The Latins were an Italic tribe which inhabited the region of Latium in central Italy from 1000 BC to 338 BC. The Latins historically originated in eastern Hungary, Moravia, and Austria, and they later migrated to Latium. Following the end of the Trojan War in 1240 BC, Aeneas and his band of Trojan refugees landed in Latium near the mouth of the Tiber, and the Latin king Latinus - the founder of Laurentum - was defeated after attempting to drive them out. Latinus decided to accept Aeneas as an ally and allowed him to marry his daughter Lavinia. Aeneas founded the city of Lavinium, named in honor of his wife, and it became the Latin capital after Latinus' death. Aeneas' son Ascanius went on to found the city of Alba Longa in the Alban Hills, and it remained the Latin capital for 400 years, replacing Lavinium. In 753 BC, Ascanius' descendant Romulus founded the new city of Rome, and the later king Tullus Hostilius burned Alba Longa to the ground and resettled its inhabitants on the Caelian Hill in Rome in the mid-7th century BC. After 600 BC, Rome became the most powerful and most populous Latin state, and the 14 other Latin states became rivals with Rome.

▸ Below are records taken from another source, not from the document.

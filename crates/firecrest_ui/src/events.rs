//! Semantic events delivered to elements.
//!
//! The same keyboard and button payloads travel from the window to the
//! input hub and on into the tree; pointer motion is reclassified per tree
//! level into [`MotionAction::Enter`], [`MotionAction::Exit`] or
//! [`MotionAction::Move`].

use crate::input::{Key, Modifiers, MouseButton};
use firecrest_core::Vec2;

/// What happened to a key.
#[derive(Debug, Clone, Copy, PartialEq, Eq, Hash)]
pub enum KeyAction {
    /// Key went down.
    Press,
    /// Key went up.
    Release,
    /// Key is held and the platform auto-repeated it.
    Repeat,
}

/// What happened to a mouse button.
#[derive(Debug, Clone, Copy, PartialEq, Eq, Hash)]
pub enum ButtonAction {
    /// Button went down.
    Press,
    /// Button went up.
    Release,
}

/// Pointer motion relative to one element's rectangle.
#[derive(Debug, Clone, Copy, PartialEq, Eq, Hash)]
pub enum MotionAction {
    /// Outside before, inside now.
    Enter,
    /// Inside before, outside now.
    Exit,
    /// Inside before and now.
    Move,
}

/// A keyboard sample.
#[derive(Debug, Clone, Copy, PartialEq, Eq)]
pub struct KeyboardEvent {
    /// The key.
    pub key: Key,
    /// Press, release or repeat.
    pub action: KeyAction,
    /// Modifiers held at the time of the event.
    pub mods: Modifiers,
}

impl KeyboardEvent {
    /// Creates a keyboard event without modifiers.
    #[must_use]
    pub fn new(key: Key, action: KeyAction) -> Self {
        Self { key, action, mods: Modifiers::default() }
    }

    /// Returns the event with the given modifiers.
    #[must_use]
    pub fn with_mods(mut self, mods: Modifiers) -> Self {
        self.mods = mods;
        self
    }

    /// Press or auto-repeat.
    #[inline]
    #[must_use]
    pub fn is_press_or_repeat(&self) -> bool {
        matches!(self.action, KeyAction::Press | KeyAction::Repeat)
    }
}

/// A mouse button sample.
#[derive(Debug, Clone, Copy, PartialEq, Eq)]
pub struct MouseButtonEvent {
    /// The button.
    pub button: MouseButton,
    /// Press or release.
    pub action: ButtonAction,
    /// Modifiers held at the time of the event.
    pub mods: Modifiers,
}

impl MouseButtonEvent {
    /// Creates a button event without modifiers.
    #[must_use]
    pub fn new(button: MouseButton, action: ButtonAction) -> Self {
        Self { button, action, mods: Modifiers::default() }
    }
}

/// Raw pointer motion, in y-up window pixels.
#[derive(Debug, Clone, Copy, PartialEq)]
pub struct CursorEvent {
    /// Pointer position after the motion.
    pub position: Vec2,
    /// Pointer position before the motion.
    pub last_position: Vec2,
}

/// Pointer motion as seen by one element.
#[derive(Debug, Clone, Copy, PartialEq)]
pub struct MouseMotionEvent {
    /// Enter, exit or move, relative to the receiving element.
    pub action: MotionAction,
    /// Pointer position after the motion.
    pub position: Vec2,
    /// Pointer position before the motion.
    pub last_position: Vec2,
}

impl MouseMotionEvent {
    /// Attaches an action to a raw motion sample.
    #[must_use]
    pub fn from_cursor(action: MotionAction, cursor: CursorEvent) -> Self {
        Self {
            action,
            position: cursor.position,
            last_position: cursor.last_position,
        }
    }

    /// Strips the action again, for forwarding to the next tree level.
    #[must_use]
    pub fn cursor(&self) -> CursorEvent {
        CursorEvent {
            position: self.position,
            last_position: self.last_position,
        }
    }
}

/// A wheel or trackpad scroll.
#[derive(Debug, Clone, Copy, PartialEq)]
pub struct ScrollEvent {
    /// Scroll amount; positive y scrolls up.
    pub offset: Vec2,
}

After the fall of the Roman monarchy in 509 BC, the Romans and Latins allied against the invading Volsci and Aequi, but the alliance broke down after 390 BC, after which the Romans fought to conquer the Latin states. In the Latin War of 341-338 BC, the Romans decisively defeated and conquered the Latins, who were either annexed or permanently subjugated into Rome and assimilated as Romans.